■ HOW TO COMPLETE THIS TASK ■
In the data below, find the line containing "the new value."; reproduce that line and all subsequent lines exactly, and nothing else.

■ EXERCISE INPUTS ■
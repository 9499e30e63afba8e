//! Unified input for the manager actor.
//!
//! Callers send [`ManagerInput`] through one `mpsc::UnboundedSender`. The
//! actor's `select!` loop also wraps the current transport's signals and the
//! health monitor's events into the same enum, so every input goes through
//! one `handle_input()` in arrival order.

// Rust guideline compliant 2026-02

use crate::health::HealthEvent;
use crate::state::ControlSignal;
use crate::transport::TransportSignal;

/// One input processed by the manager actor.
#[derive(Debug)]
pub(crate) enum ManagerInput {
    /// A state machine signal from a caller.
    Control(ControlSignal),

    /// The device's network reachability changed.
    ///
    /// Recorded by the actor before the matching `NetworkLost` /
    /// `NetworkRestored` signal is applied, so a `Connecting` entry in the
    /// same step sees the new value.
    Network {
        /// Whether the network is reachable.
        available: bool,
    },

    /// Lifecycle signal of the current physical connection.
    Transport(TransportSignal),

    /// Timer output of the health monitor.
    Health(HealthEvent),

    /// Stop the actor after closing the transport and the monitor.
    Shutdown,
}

■ RESPONSE ■
    /// same step sees the new value.
    Network {
        /// Whether the network is reachable.
        available: bool,
    },

    /// Lifecycle signal of the current physical connection.
    Transport(TransportSignal),

    /// Timer output of the health monitor.
    Health(HealthEvent),

    /// Stop the actor after closing the transport and the monitor.
    Shutdown,
}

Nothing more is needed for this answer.